Sol–gel-derived transparent silica–(Gd,Pr)PO4 glass-ceramic narrow-band UVB phosphors

Abstract

Silica-based monolithic transparent glass-ceramics containing (Gd,Pr)PO₄ orthophosphate nanocrystals, prepared by a cosolvent-free sol–gel method, efficiently emit narrow-band ultraviolet B (UVB) photoluminescence (PL) at ∼313 nm from the ⁶P_7/2 → ⁸S_7/2 transition of Gd³⁺ ions upon excitation into the 4f–5d transition of Pr³⁺ ions. The formation of (Gd,Pr)PO₄ nanocrystals as small as ∼5–10 nm facilitates energy transfer between rare-earth (RE) ions while avoiding optical loss by Rayleigh scattering.

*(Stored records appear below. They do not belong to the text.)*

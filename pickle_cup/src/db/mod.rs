//! Database module providing PostgreSQL connection pooling, the repository
//! traits and both store implementations.
//!
//! Managers only see the traits from [`repository`]; [`PgStore`] talks to
//! PostgreSQL through sqlx and [`MemoryStore`] keeps everything in process.

use sqlx::postgres::{PgPool, PgPoolOptions};
use std::time::Duration;

pub mod config;
pub mod errors;
pub mod memory;
pub mod postgres;
pub mod repository;
pub mod timeouts;

pub use config::DatabaseConfig;
pub use errors::{StoreError, StoreResult};
pub use memory::MemoryStore;
pub use postgres::PgStore;
pub use repository::{
    EXPIRED_LINK_RETENTION_HOURS, HealthCheck, MatchRepository, PlayerRepository, SessionRepository, StatsRepository, Store,
    TeamRepository, TournamentRepository, UserRepository,
};
pub use timeouts::{DEFAULT_QUERY_TIMEOUT, with_timeout};

/// Database connection pool wrapper
#[derive(Clone)]
pub struct Database {
    pool: PgPool,
}

impl Database {
    /// Create a new database connection pool
    ///
    /// # Examples
    ///
    /// ```no_run
    /// use pickle_cup::db::{Database, DatabaseConfig};
    ///
    /// #[tokio::main]
    /// async fn main() -> Result<(), sqlx::Error> {
    ///     let config = DatabaseConfig::from_env();
    ///     let db = Database::new(&config).await?;
    ///     db.health_check().await?;
    ///     Ok(())
    /// }
    /// ```
    pub async fn new(config: &DatabaseConfig) -> Result<Self, sqlx::Error> {
        let pool = PgPoolOptions::new()
            .max_connections(config.max_connections)
            .min_connections(config.min_connections)
            .acquire_timeout(Duration::from_secs(config.connection_timeout_secs))
            .idle_timeout(Duration::from_secs(config.idle_timeout_secs))
            .max_lifetime(Duration::from_secs(config.max_lifetime_secs))
            .connect(&config.database_url)
            .await?;

        log::info!(
            "Connected to database (max {} connections)",
            config.max_connections
        );
        Ok(Self { pool })
    }

    /// Get a reference to the connection pool
    pub fn pool(&self) -> &PgPool {
        &self.pool
    }

    /// Repository implementation sharing this pool
    pub fn store(&self) -> PgStore {
        PgStore::new(self.pool.clone())
    }

    /// Check if the database connection is healthy
    pub async fn health_check(&self) -> Result<(), sqlx::Error> {
        sqlx::query("SELECT 1").execute(&self.pool).await?;
        Ok(())
    }

    /// Close the database connection pool
    pub async fn close(self) {
        self.pool.close().await;
    }
}
#[async_trait]
impl UserRepository for MemoryStore {
    async fn find_user_by_email(&self, email: &str) -> StoreResult<Option<User>> {
        self.delay().await;
        Ok(self.read().users.iter().find(|u| u.email == email).cloned())
    }

    async fn find_user(&self, user_id: UserId) -> StoreResult<Option<User>> {
        self.delay().await;
        Ok(self.read().users.iter().find(|u| u.id == user_id).cloned())
    }

    async fn create_user(&self, email: &str) -> StoreResult<User> {
        self.delay().await;
        let mut tables = self.write();
        if tables.users.iter().any(|u| u.email == email) {
            return Err(StoreError::Conflict("email already registered".to_string()));
        }
        let user = User {
            id: Uuid::new_v4(),
            email: email.to_string(),
            created_at: Utc::now(),
            last_sign_in: None,
        };
        tables.users.push(user.clone());
        Ok(user)
    }

    async fn touch_last_sign_in(&self, user_id: UserId) -> StoreResult<()> {
        self.delay().await;
        if let Some(user) = self.write().users.iter_mut().find(|u| u.id == user_id) {
            user.last_sign_in = Some(Utc::now());
        }
        Ok(())
    }
}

Unlike conventional phosphors, the aggregation of Gd³⁺ ions causes no concentration quenching, and the incorporation of inert RE ions to block energy transfer, such as La³⁺ and Y³⁺ ions, is unnecessary. A glass-ceramic with a Pr³⁺ ion fraction of 0.02 exhibited the maximum internal and external PL quantum efficiencies of ∼0.98 and ∼0.91, respectively, under excitation at 220 nm.